As the Norfolk-based, Geely-owned sports car manufacturer launched its Lotus Drive end-to-end online retail platform today (March 2) Dowding told AM that he was aware that other car manufacturers were watching his brand as they “looked for a blueprint” that would help them make the switch from traditional franchised contracts.
But revealing the “huge amount of work” that has gone into the process, which remains a steep learning curve eight months after the OEM launched the new Emira coupe that would begin its way way of selling vehicles.
“When we launched the Emira on July 6 last year we’d already had negotiations which allowed us to take up a direct deposit structure from that day,” he said.
“Do I think other brands will take the step to agency. I do, but what I know is that the step has to be well balanced, collaborative and win-win.”
Lotus Drive online retail
As a result of today’s launch of the Lotus Drive platform, car buyers can also now transact directly with the brand entirely online.
Lotus Drive features the tools needed to configure a vehicle through a recently-upgraded model configurator, choose a payment method, value part-exchange and place an order.
Customers can then decide if they want to collect their car from retail site, have it delivered to their door, or collect it from the brand’s newly-upgraded Hethel HQ in Norfolk as part of a unique Lotus factory experience.

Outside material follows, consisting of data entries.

//! 改进建议生成 - 业务能力层
//!
//! 只负责"把分析数据变成一段 HTML 建议"，不关心流程
//!
//! ## 三种结果
//! - 未配置服务：本地按规则生成建议（`fallback`）
//! - 已配置但调用失败 / 超时 / 批次被取消：没有建议（`unavailable`）
//! - 调用成功：`llm`
//!
//! ## 技术栈
//! - 使用 `async-openai` crate 进行 API 调用
//! - 兼容 OpenAI API 的服务（自定义 API 端点和模型）

use std::fmt::Write as _;
use std::time::Duration;

use async_openai::{
    config::OpenAIConfig,
    types::chat::{
        ChatCompletionRequestMessage, ChatCompletionRequestSystemMessageArgs,
        ChatCompletionRequestUserMessageArgs, CreateChatCompletionRequestArgs,
    },
    Client,
};
use tokio_util::sync::CancellationToken;
use tracing::{debug, info, warn};

use crate::config::Config;
use crate::error::{AppError, AppResult, NarrativeError};
use crate::models::{
    AccessibilityFacts, LeadFacts, MobileFacts, NarrativeSource, PerformanceFacts, Scores,
    SeoFacts,
};
use crate::utils::html::{escape_html, grade_label};
use crate::utils::logging::truncate_text;

const SYSTEM_PROMPT: &str = "你是一名经验丰富的 UX/UI 设计师，同时也是 B2B 营销专家。\
回答必须是 HTML 片段，不要使用 Markdown，不要使用 div、ul、li 标签，\
所有条目都写成 <p>・内容</p> 的形式。";

/// 列入提示词的无障碍问题上限
const MAX_VIOLATIONS_IN_PROMPT: usize = 10;

/// 生成建议所需的全部数据
#[derive(Debug, Clone, Copy)]
pub struct NarrativeInput<'a> {
    pub url: &'a str,
    pub title: Option<&'a str>,
    pub scores: &'a Scores,
    pub performance: &'a PerformanceFacts,
    pub seo: &'a SeoFacts,
    pub mobile: &'a MobileFacts,
    pub accessibility: &'a AccessibilityFacts,
    pub lead: &'a LeadFacts,
}

/// 生成结果
#[derive(Debug, Clone, PartialEq, Eq)]
pub struct Narrative {
    pub html: Option<String>,
    pub source: NarrativeSource,
}

/// 改进建议生成服务
///
/// 职责：
/// - 调用文本生成服务，得到一段 HTML 建议
/// - 未配置时按规则生成
/// - 任何失败都不向上返回错误
pub struct NarrativeService {
    client: Option<Client<OpenAIConfig>>,
    model_name: String,
    timeout: Duration,
}

impl NarrativeService {
    pub fn new(config: &Config) -> Self {
        match config.llm_api_key.as_deref() {
            Some(key) => Self::with_endpoint(
                key,
                &config.llm_api_base_url,
                &config.llm_model_name,
                config.narrative_timeout(),
            ),
            None => Self::unconfigured(),
        }
    }

    /// 指定端点创建（兼容 OpenAI API 的服务）
    pub fn with_endpoint(api_key: &str, api_base: &str, model: &str, timeout: Duration) -> Self {
        let openai_config = OpenAIConfig::new()
            .with_api_key(api_key)
            .with_api_base(api_base);

        Self {
            client: Some(Client::with_config(openai_config)),
            model_name: model.to_string(),
            timeout,
        }
    }

    /// 未配置服务，只使用规则生成
    pub fn unconfigured() -> Self {
        Self {
            client: None,
            model_name: String::new(),
            timeout: Duration::ZERO,
        }
    }

    pub fn is_configured(&self) -> bool {
        self.client.is_some()
    }

    /// 生成改进建议
    ///
    /// 调用受 `timeout` 和批次取消信号共同约束
    pub async fn generate(
        &self,
        input: &NarrativeInput<'_>,
        cancel: &CancellationToken,
    ) -> Narrative {
        let Some(client) = &self.client else {
            debug!("未配置文本生成服务，使用规则生成建议");
            return Narrative {
                html: Some(fallback_suggestions(input)),
                source: NarrativeSource::Fallback,
            };
        };

        let result = tokio::select! {
            _ = cancel.cancelled() => Err(AppError::Cancelled),
            r = tokio::time::timeout(self.timeout, self.request(client, input)) => match r {
                Ok(r) => r,
                Err(_) => Err(NarrativeError::Timeout {
                    timeout_secs: self.timeout.as_secs(),
                }
                .into()),
            },
        };

        match result {
            Ok(content) => {
                info!("✅ 改进建议生成完成: {}", input.url);
                Narrative {
                    html: Some(format!("<div class=\"ai-suggestions\">{}</div>", content)),
                    source: NarrativeSource::Llm,
                }
            }
            Err(e) => {
                warn!("⚠️ 改进建议生成失败 {}: {}", input.url, e);
                Narrative {
                    html: None,
                    source: NarrativeSource::Unavailable,
                }
            }
        }
    }

    async fn request(
        &self,
        client: &Client<OpenAIConfig>,
        input: &NarrativeInput<'_>,
    ) -> AppResult<String> {
        let messages: Vec<ChatCompletionRequestMessage> = vec![
            ChatCompletionRequestSystemMessageArgs::default()
                .content(SYSTEM_PROMPT)
                .build()?
                .into(),
            ChatCompletionRequestUserMessageArgs::default()
                .content(build_prompt(input))
                .build()?
                .into(),
        ];

        let request = CreateChatCompletionRequestArgs::default()
            .model(&self.model_name)
            .messages(messages)
            .temperature(0.7)
            .max_tokens(2500u32)
            .build()?;

        debug!("📤 发送改进建议请求: 模型 {}", self.model_name);

        let response = client.chat().create(request).await.map_err(|e| {
            NarrativeError::ApiCallFailed {
                model: self.model_name.clone(),
                source: Box::new(e),
            }
        })?;

        let content = response
            .choices
            .first()
            .and_then(|c| c.message.content.clone())
            .filter(|c| !c.trim().is_empty())
            .ok_or_else(|| NarrativeError::EmptyContent {
                model: self.model_name.clone(),
            })?;

        debug!("📥 收到改进建议: {}", truncate_text(&content, 80));
        Ok(content)
    }
}

fn yes_no(flag: bool) -> &'static str {
    if flag {
        "有"
    } else {
        "无"
    }
}

fn or_unset(value: Option<&str>) -> String {
    value
        .map(|v| format!("\"{}\"", v))
        .unwrap_or_else(|| "未设置".to_string())
}

fn ms_or_unknown(value: Option<u64>) -> String {
    value
        .map(|v| format!("{}ms", v))
        .unwrap_or_else(|| "无法测量".to_string())
}

/// 构建用户提示词
pub fn build_prompt(input: &NarrativeInput<'_>) -> String {
    let s = input.scores;
    let p = input.performance;
    let seo = input.seo;
    let m = input.mobile;
    let a = input.accessibility;
    let l = input.lead;

    let mut prompt = String::new();
    let _ = writeln!(prompt, "请根据以下网站分析结果，给出具体可执行的改进建议。\n");
    let _ = writeln!(prompt, "URL: {}", input.url);
    let _ = writeln!(prompt, "标题: {}", input.title.unwrap_or("未设置"));
    let _ = writeln!(
        prompt,
        "总分: {}/25 ({}%)\n",
        s.overall,
        s.percentage()
    );

    let _ = writeln!(prompt, "【性能】{}/5", s.performance);
    let _ = writeln!(prompt, "- 加载时间: {}ms", p.load_time);
    let _ = writeln!(prompt, "- DOMContentLoaded: {}", ms_or_unknown(p.dom_content_loaded));
    let _ = writeln!(
        prompt,
        "- First Contentful Paint: {}\n",
        ms_or_unknown(p.first_contentful_paint)
    );

    let _ = writeln!(prompt, "【SEO】{}/5", s.seo);
    let _ = writeln!(prompt, "- title: {}", or_unset(seo.title.as_deref()));
    let _ = writeln!(
        prompt,
        "- meta description: {}",
        or_unset(seo.meta_description.as_deref())
    );
    let _ = writeln!(
        prompt,
        "- 标题结构: H1={}, H2={}, H3={}",
        seo.headings.h1, seo.headings.h2, seo.headings.h3
    );
    let _ = writeln!(
        prompt,
        "- 图片: 共 {} 张, 有 alt {} 张, 无 alt {} 张\n",
        seo.images.total, seo.images.with_alt, seo.images.without_alt
    );

    let _ = writeln!(prompt, "【移动端】{}/5", s.mobile);
    let _ = writeln!(prompt, "- viewport: {}", m.viewport.as_deref().unwrap_or("未设置"));
    let _ = writeln!(prompt, "- 媒体查询: {}", yes_no(m.has_media_queries));
    let _ = writeln!(
        prompt,
        "- 触控目标: 共 {} 个, 尺寸合适 {} 个, 过小 {} 个\n",
        m.touch_targets.total_targets,
        m.touch_targets.adequate_targets,
        m.touch_targets.small_targets
    );

    let _ = writeln!(prompt, "【无障碍】{}/5", s.accessibility);
    if a.violations.is_empty() {
        let _ = writeln!(prompt, "- 未检测到问题");
    } else {
        let _ = writeln!(prompt, "- 检测到 {} 个问题:", a.violation_count());
        for v in a.violations.iter().take(MAX_VIOLATIONS_IN_PROMPT) {
            let _ = writeln!(
                prompt,
                "  - {} ({}): {} 个节点",
                v.help,
                v.impact.as_deref().unwrap_or("unknown"),
                v.nodes
            );
        }
    }
    prompt.push('\n');

    let _ = writeln!(prompt, "【B2B 获客能力】{}/5", s.b2b_lead);
    let _ = writeln!(prompt, "- 表单: {} 个, CTA: {} 个", l.form_count, l.cta_count);
    let _ = writeln!(prompt, "- 联系页面: {}", yes_no(l.has_contact_page));
    let _ = writeln!(prompt, "- 案例页面: {}", yes_no(l.has_case_studies));
    let _ = writeln!(prompt, "- 价格页面: {}", yes_no(l.has_pricing_page));
    let _ = writeln!(prompt, "- 资料下载: {}", yes_no(l.has_resource_downloads));
    let _ = writeln!(prompt, "- 公司信息: {}\n", yes_no(l.has_company_info));

    let _ = writeln!(
        prompt,
        "请按以下结构输出：<h3>1. 优先改进项（前 5 项）</h3>、<h3>2. 具体实现方法</h3>、\
<h3>3. 预期效果</h3>、<h3>4. B2B 专项改进</h3>、<h3>5. 改进后的衡量方法</h3>。"
    );
    prompt
}

/// 按规则生成改进建议（未配置文本生成服务时使用）
pub fn fallback_suggestions(input: &NarrativeInput<'_>) -> String {
    let s = input.scores;
    let mut html = String::from("<div class=\"ai-suggestions\">\n");
    let _ = writeln!(html, "<h2>🔍 网站分析与改进建议</h2>");
    let _ = writeln!(
        html,
        "<h3>📊 总体评价: {}/25 ({}%)</h3>",
        s.overall,
        s.percentage()
    );
    let _ = writeln!(html, "<h3>🚨 优先改进项</h3>");

    let mut sections = 0;

    if s.performance <= 3 {
        sections += 1;
        let _ = writeln!(
            html,
            "<h4>🚀 性能 ({}/5, {})</h4>",
            s.performance,
            grade_label(s.performance)
        );
        if input.performance.load_time > super::scoring::SLOW_LOAD_MS {
            let _ = writeln!(
                html,
                "<p>・<strong>优化页面加载速度</strong>（当前 {}ms）：压缩图片并转换为 WebP，合并压缩 CSS/JavaScript，考虑使用 CDN</p>",
                input.performance.load_time
            );
        }
    }

    if s.seo <= 3 {
        sections += 1;
        let _ = writeln!(html, "<h4>🔍 SEO ({}/5, {})</h4>", s.seo, grade_label(s.seo));
        if input.seo.title.is_none() {
            let _ = writeln!(html, "<p>・<strong>设置 title 标签</strong>（未设置）</p>");
        }
        if input.seo.meta_description.is_none() {
            let _ = writeln!(
                html,
                "<p>・<strong>设置 meta description</strong>（未设置）</p>"
            );
        }
    }

    if s.mobile <= 3 {
        sections += 1;
        let _ = writeln!(
            html,
            "<h4>📱 移动端 ({}/5, {})</h4>",
            s.mobile,
            grade_label(s.mobile)
        );
        if input.mobile.viewport.is_none() {
            let _ = writeln!(html, "<p>・<strong>添加 viewport meta 标签</strong></p>");
        }
        if input.mobile.touch_targets.small_targets > 0 {
            let _ = writeln!(
                html,
                "<p>・<strong>增大触控目标尺寸</strong>（{} 个小于 44px）</p>",
                input.mobile.touch_targets.small_targets
            );
        }
    }

    if s.accessibility <= 3 {
        sections += 1;
        let _ = writeln!(
            html,
            "<h4>♿ 无障碍 ({}/5, {})</h4>",
            s.accessibility,
            grade_label(s.accessibility)
        );
        for v in input.accessibility.violations.iter().take(5) {
            let _ = writeln!(
                html,
                "<p>・<strong>{}</strong>（{} 个节点）</p>",
                escape_html(&v.help),
                v.nodes
            );
        }
    }

    if s.b2b_lead <= 3 {
        sections += 1;
        let _ = writeln!(
            html,
            "<h4>🏢 B2B 获客能力 ({}/5, {})</h4>",
            s.b2b_lead,
            grade_label(s.b2b_lead)
        );
        let _ = writeln!(
            html,
            "<p>・<strong>优化 CTA 按钮</strong>：把咨询、资料申请按钮放在醒目位置</p>"
        );
        if !input.lead.has_case_studies {
            let _ = writeln!(
                html,
                "<p>・<strong>补充客户案例</strong>：用具体案例提升可信度</p>"
            );
        }
        if !input.lead.has_pricing_page {
            let _ = writeln!(
                html,
                "<p>・<strong>公开价格与服务详情</strong>：提供决策所需的信息</p>"
            );
        }
    }

    if sections == 0 {
        let _ = writeln!(html, "<p>・各项指标均已达到良好水平，请继续保持</p>");
    }

    html.push_str("</div>");
    html
}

Dowding told AM that the approved aftersales and used cars franchise agreements remained largely unchanged by Lotus Cars’ new agency-style retail model.
Under Lotus Cars’ new agency model retail agreements, the manufacturer the vehicle stock, demonstration fleet, marketing and advertising costs are its responsibility, Dowding said, along with PDI costs and training.

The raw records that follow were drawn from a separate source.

//! 无障碍分析 - 业务能力层
//!
//! 两级策略：
//! 1. 按顺序尝试从多个来源加载 axe-core 并执行 WCAG 2.x A/AA 规则
//! 2. 全部来源失败时，执行本地的基础结构检查（lang、alt、label、按钮名、链接名）
//!
//! 两级都失败时向上返回错误，由流程层标记为降级。

use std::sync::Arc;
use std::time::Duration;

use phf::phf_map;
use serde::Deserialize;
use tokio::sync::OnceCell;
use tracing::{debug, info, warn};

use crate::error::{AnalysisError, AppError, AppResult};
use crate::infrastructure::{eval_as, PageProbe};
use crate::models::{AccessibilityEngine, AccessibilityFacts, Violation};

/// 规则 ID → 说明
static RULE_DESCRIPTIONS: phf::Map<&'static str, &'static str> = phf_map! {
    // ARIA
    "aria-allowed-attr" => "使用了该角色不支持的 ARIA 属性",
    "aria-required-children" => "ARIA 角色缺少必需的子元素",
    "aria-valid-attr" => "ARIA 属性名无效",
    "aria-valid-attr-value" => "ARIA 属性值不正确",
    "aria-input-field-name" => "ARIA 输入框缺少可访问名称",
    "aria-hidden-focus" => "aria-hidden=\"true\" 内包含可聚焦元素",
    // 颜色对比度
    "color-contrast" => "文字与背景的对比度不足",
    "color-contrast-enhanced" => "对比度未达到增强标准",
    // 表单
    "label" => "表单元素缺少标签",
    "form-field-multiple-labels" => "表单字段有多个标签",
    "select-name" => "下拉框缺少可访问名称",
    "button-name" => "按钮缺少可访问名称",
    // 图片
    "image-alt" => "图片缺少 alt 属性",
    "input-image-alt" => "图片按钮缺少 alt 属性",
    "area-alt" => "图像映射的 area 元素缺少 alt 属性",
    // 链接
    "link-name" => "链接缺少可访问名称",
    "link-in-text-block" => "链接无法与周围文字区分",
    // 语言与文档结构
    "html-has-lang" => "html 标签缺少 lang 属性",
    "html-lang-valid" => "html 标签的 lang 属性无效",
    "document-title" => "页面缺少标题",
    "duplicate-id" => "存在重复的 ID",
    "duplicate-id-aria" => "ARIA 引用的 ID 重复",
    // 地标
    "region" => "页面内容未包含在地标元素中",
    "landmark-unique" => "地标角色不唯一",
    "bypass" => "页面缺少跳过导航的链接",
    // 其他
    "meta-viewport" => "viewport meta 禁止了缩放",
    "tabindex" => "tabindex 属性值不正确",
    "frame-title" => "frame 或 iframe 缺少标题",
};

/// 按规则 ID 取说明，未收录时使用引擎自带的 help
pub fn describe_rule(id: &str) -> Option<&'static str> {
    RULE_DESCRIPTIONS.get(id).copied()
}

pub(crate) const AXE_RUN_SCRIPT: &str = r#"
(async () => {
    if (typeof window.axe === 'undefined') {
        throw new Error('axe-core not available');
    }
    const results = await window.axe.run(document, {
        runOnly: { type: 'tag', values: ['wcag2a', 'wcag2aa', 'wcag21a', 'wcag21aa'] }
    });
    return results.violations.map(v => ({
        id: v.id,
        help: v.help,
        impact: v.impact,
        description: v.description,
        nodes: v.nodes.length
    }));
})()
"#;

pub(crate) const BASIC_CHECK_SCRIPT: &str = r#"
(() => {
    const found = [];
    const html = document.documentElement;
    if (!html.hasAttribute('lang') || !html.getAttribute('lang').trim()) {
        found.push({ id: 'html-has-lang', impact: 'serious', nodes: 1 });
    }

    const imgs = document.querySelectorAll('img:not([alt])').length;
    if (imgs > 0) {
        found.push({ id: 'image-alt', impact: 'critical', nodes: imgs });
    }

    let inputs = 0;
    document.querySelectorAll(
        'input:not([type="hidden"]):not([aria-label]):not([aria-labelledby])'
    ).forEach(input => {
        const byFor = input.id ? document.querySelectorAll(`label[for="${CSS.escape(input.id)}"]`).length : 0;
        if (byFor === 0 && !input.closest('label')) {
            inputs++;
        }
    });
    if (inputs > 0) {
        found.push({ id: 'label', impact: 'critical', nodes: inputs });
    }

    let buttons = 0;
    document.querySelectorAll('button:not([aria-label]):not([aria-labelledby])').forEach(b => {
        if (!b.textContent.trim()) buttons++;
    });
    if (buttons > 0) {
        found.push({ id: 'button-name', impact: 'serious', nodes: buttons });
    }

    let links = 0;
    document.querySelectorAll('a[href]:not([aria-label]):not([aria-labelledby])').forEach(a => {
        if (!a.textContent.trim()) links++;
    });
    if (links > 0) {
        found.push({ id: 'link-name', impact: 'serious', nodes: links });
    }

    return found;
})()
"#;

#[derive(Debug, Deserialize)]
struct RawViolation {
    id: String,
    #[serde(default)]
    help: Option<String>,
    #[serde(default)]
    impact: Option<String>,
    #[serde(default)]
    description: Option<String>,
    nodes: usize,
}

impl RawViolation {
    fn into_violation(self) -> Violation {
        let help = describe_rule(&self.id)
            .map(str::to_string)
            .or(self.help)
            .unwrap_or_else(|| self.id.clone());
        let description = self.description.unwrap_or_else(|| help.clone());
        Violation {
            id: self.id,
            help,
            impact: self.impact,
            description,
            nodes: self.nodes,
        }
    }
}

/// axe-core 脚本加载器
///
/// 成功取到的脚本在进程内缓存；失败不缓存，下一页会重新尝试
pub struct AxeLoader {
    sources: Vec<String>,
    client: reqwest::Client,
    script: OnceCell<Arc<String>>,
}

impl AxeLoader {
    pub fn new(sources: Vec<String>, fetch_timeout: Duration) -> Self {
        let client = reqwest::Client::builder()
            .timeout(fetch_timeout)
            .build()
            .unwrap_or_default();
        Self {
            sources,
            client,
            script: OnceCell::new(),
        }
    }

    /// 不加载外部引擎（只使用基础检查）
    pub fn disabled() -> Self {
        Self::new(Vec::new(), Duration::from_secs(1))
    }

    /// 获取 axe-core 脚本，所有来源都失败时返回 None
    pub async fn script(&self) -> Option<Arc<String>> {
        self.script
            .get_or_try_init(|| self.fetch_from_sources())
            .await
            .ok()
            .cloned()
    }

    async fn fetch_from_sources(&self) -> AppResult<Arc<String>> {
        for url in &self.sources {
            debug!("📥 axe-core 加载尝试: {}", url);
            match self.fetch(url).await {
                Ok(body) => {
                    info!("✅ axe-core 加载成功: {}", url);
                    return Ok(Arc::new(body));
                }
                Err(e) => warn!("⚠️ axe-core 来源失败 {}: {}", url, e),
            }
        }
        Err(AnalysisError::RulesEngineUnavailable.into())
    }

    async fn fetch(&self, url: &str) -> AppResult<String> {
        let body = self
            .client
            .get(url)
            .send()
            .await?
            .error_for_status()?
            .text()
            .await?;
        if body.trim().is_empty() {
            return Err(AppError::invalid_payload("axe-core", "脚本内容为空"));
        }
        Ok(body)
    }
}

/// 无障碍分析器
pub struct AccessibilityAnalyzer {
    loader: AxeLoader,
}

impl AccessibilityAnalyzer {
    pub fn new(loader: AxeLoader) -> Self {
        Self { loader }
    }

    /// 执行无障碍检查
    pub async fn analyze<P>(&self, probe: &P) -> AppResult<AccessibilityFacts>
    where
        P: PageProbe + ?Sized,
    {
        match self.run_axe(probe).await {
            Ok(violations) => {
                info!("✅ 无障碍分析完成: 检测到 {} 个问题", violations.len());
                return Ok(AccessibilityFacts {
                    engine: AccessibilityEngine::Axe,
                    violations,
                    degraded: false,
                });
            }
            Err(e) if e.is_navigation_level() => return Err(e),
            Err(e) => warn!("⚠️ axe-core 不可用（{}），执行基础检查", e),
        }

        let violations = self.run_basic_checks(probe).await?;
        info!("✅ 基础无障碍检查完成: 检测到 {} 个问题", violations.len());
        Ok(AccessibilityFacts {
            engine: AccessibilityEngine::Basic,
            violations,
            degraded: true,
        })
    }

    async fn run_axe<P>(&self, probe: &P) -> AppResult<Vec<Violation>>
    where
        P: PageProbe + ?Sized,
    {
        let script = self
            .loader
            .script()
            .await
            .ok_or(AppError::Analysis(AnalysisError::RulesEngineUnavailable))?;

        let inject = format!(
            "(() => {{\n{}\n;return typeof window.axe !== 'undefined';\n}})()",
            script
        );
        let loaded: bool = eval_as(probe, "accessibility", &inject).await?;
        if !loaded {
            return Err(AnalysisError::RulesEngineUnavailable.into());
        }

        let raw: Vec<RawViolation> = eval_as(probe, "accessibility", AXE_RUN_SCRIPT).await?;
        Ok(raw.into_iter().map(RawViolation::into_violation).collect())
    }

    async fn run_basic_checks<P>(&self, probe: &P) -> AppResult<Vec<Violation>>
    where
        P: PageProbe + ?Sized,
    {
        let raw: Vec<RawViolation> = eval_as(probe, "accessibility", BASIC_CHECK_SCRIPT).await?;
        Ok(raw.into_iter().map(RawViolation::into_violation).collect())
    }
}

Dowding claimed that Lotus Cars did not set out to create an agency model when it began to revamp the way its cars were sold.

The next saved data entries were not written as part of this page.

pub mod accessibility;
pub mod lead;
pub mod mobile;
pub mod narrative;
pub mod performance;
pub mod report_writer;
pub mod scoring;
pub mod seo;

pub use accessibility::{AccessibilityAnalyzer, AxeLoader};
pub use lead::analyze_lead;
pub use mobile::analyze_mobile;
pub use narrative::{Narrative, NarrativeInput, NarrativeService};
pub use performance::analyze_performance;
pub use report_writer::{HtmlReportWriter, ReportEmitter};
pub use scoring::calculate_scores;
pub use seo::extract_seo;
use std::sync::Arc;

use anyhow::{Context, Result};
use tokio::net::TcpListener;
use tokio_util::sync::CancellationToken;
use tracing::{info, warn};

use site_analyzer::api;
use site_analyzer::utils::logging;
use site_analyzer::{BatchProcessor, ChromiumLauncher, Config, LaunchSettings};

#[tokio::main]
async fn main() -> Result<()> {
    // 加载配置
    let config = Config::load()?;

    // 初始化日志
    logging::init(config.verbose_logging);
    logging::log_startup(
        config.server_port,
        config.max_renderers,
        config.narrative_configured(),
    );

    let launcher = Arc::new(ChromiumLauncher::new(LaunchSettings::from_config(&config)));
    let processor = Arc::new(BatchProcessor::new(&config, launcher));

    // 后台清理过期会话
    let shutdown = CancellationToken::new();
    let sweeper = processor
        .store()
        .spawn_sweeper(config.sweep_interval(), shutdown.clone());

    let addr = format!("0.0.0.0:{}", config.server_port);
    let listener = TcpListener::bind(&addr)
        .await
        .with_context(|| format!("无法监听 {}", addr))?;
    info!("✅ 服务已就绪: http://{}", addr);

    let app = api::router(processor.clone());
    let signal = shutdown.clone();
    axum::serve(listener, app)
        .with_graceful_shutdown(async move {
            if let Err(e) = tokio::signal::ctrl_c().await {
                warn!("监听退出信号失败: {}", e);
            }
            info!("🛑 收到退出信号，正在关闭...");
            signal.cancel();
        })
        .await
        .context("HTTP 服务异常退出")?;

    shutdown.cancel();
    processor.shutdown().await;
    let _ = sweeper.await;
    info!("👋 服务已关闭");

    Ok(())
}
//! JS 执行器 - 基础设施层
//!
//! 持有唯一的 page 资源，只暴露"导航 / 执行 JS / 读取文档"的能力

use async_trait::async_trait;
use chromiumoxide::Page;
use serde_json::Value as JsonValue;
use tracing::debug;

use crate::error::{AppError, AppResult};
use crate::infrastructure::renderer::{PageProbe, Tab};

/// JS 执行器
///
/// 职责：
/// - 持有唯一的 Page 资源（一个标签页）
/// - 暴露 eval() / content() 能力
/// - 不认识分析器 / 会话
/// - 不处理业务流程
pub struct JsExecutor {
    page: Page,
}

impl JsExecutor {
    /// 创建新的 JS 执行器
    pub fn new(page: Page) -> Self {
        Self { page }
    }

    /// 获取 page 的引用（用于其他操作）
    pub fn page(&self) -> &Page {
        &self.page
    }
}

#[async_trait]
impl PageProbe for JsExecutor {
    /// 执行 JS 代码并返回 JSON 结果（Promise 会被等待）
    async fn eval(&self, js_code: &str) -> AppResult<JsonValue> {
        let result = self.page.evaluate(js_code.to_string()).await?;
        let json_value = result.into_value()?;
        Ok(json_value)
    }

    async fn content(&self) -> AppResult<String> {
        Ok(self.page.content().await?)
    }
}

#[async_trait]
impl Tab for JsExecutor {
    async fn goto(&self, url: &str) -> AppResult<()> {
        self.page
            .goto(url)
            .await
            .map_err(|e| AppError::navigation_failed(url, e))?;
        self.page
            .wait_for_navigation()
            .await
            .map_err(|e| AppError::navigation_failed(url, e))?;
        debug!("页面导航成功: {}", url);
        Ok(())
    }

    async fn close(&self) -> AppResult<()> {
        // Page 内部是 Arc，clone 后关闭的是同一个标签页
        self.page.clone().close().await?;
        Ok(())
    }
}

“The driver was a different way of selling cars to customers that allowed us to meet the needs of the future,” he said.
“The method of selling through the franchise model was probably coming to the end of its day in terms of the need for people to physically and digitally manage the busying process.
“We wanted to turn our retail points from sales negotiation spaces to customer management centres focussing on the customer, we wanted to be able to go to events and launch temporary pop-up retail sites from which we can sell cars.
“At Goodwood last year there were people that wanted to buy and Emira right there and then and we wanted the ability to be able to do that ourselves.
“We’ve created a platform ourselves and we have that ability to be flexible.”
Pioneering but ‘well-backed’
He added: “It’s not completely pioneering but it’s pioneering in the UK.
“Sombody had to take that leap of faith and, as I say, a lot of our process remains unproven. A lot of the ways cars are expected to be sold and accessed in future is unproven as well.
“We’re aware that other brands are watching us and how we’re getting on.
“The business model on the whole is, we believe, very well backed.
“It’s a model, at this stage it’s a desktop process. If needs be, as we go along, we’ll make changes and we’ve already done that in response to input from our retail partners.
“We’re learning as much as everybody else with this.”
New models, new volumes
While its Emira coupe is set to grow volumes after replacing the Elise and Exige, and the £2 million Evija hypercar will find customers at a premium price, the Type 132 is likely to be a breakthrough model as the brand’s first SUV.
It is the first in a series of four new models – currently codenamed as Types 132, 133, 134 and 135 – planned for launch in 2022, which will include less performance-oriented elelctric vehicles (EV).
While Lotus now has the ability to offer more flexible retail solutions, it is also planning more permanent physical retail sites – closing its existing open points.
Dowding said: “We’re talking about two or three additional locations, which aren’t fixed yet.
“The existing retail base is the retail base that we would like to move forward with. We’d prefer to do it with internal opportunities. Our retailers remain of vital importance to us.”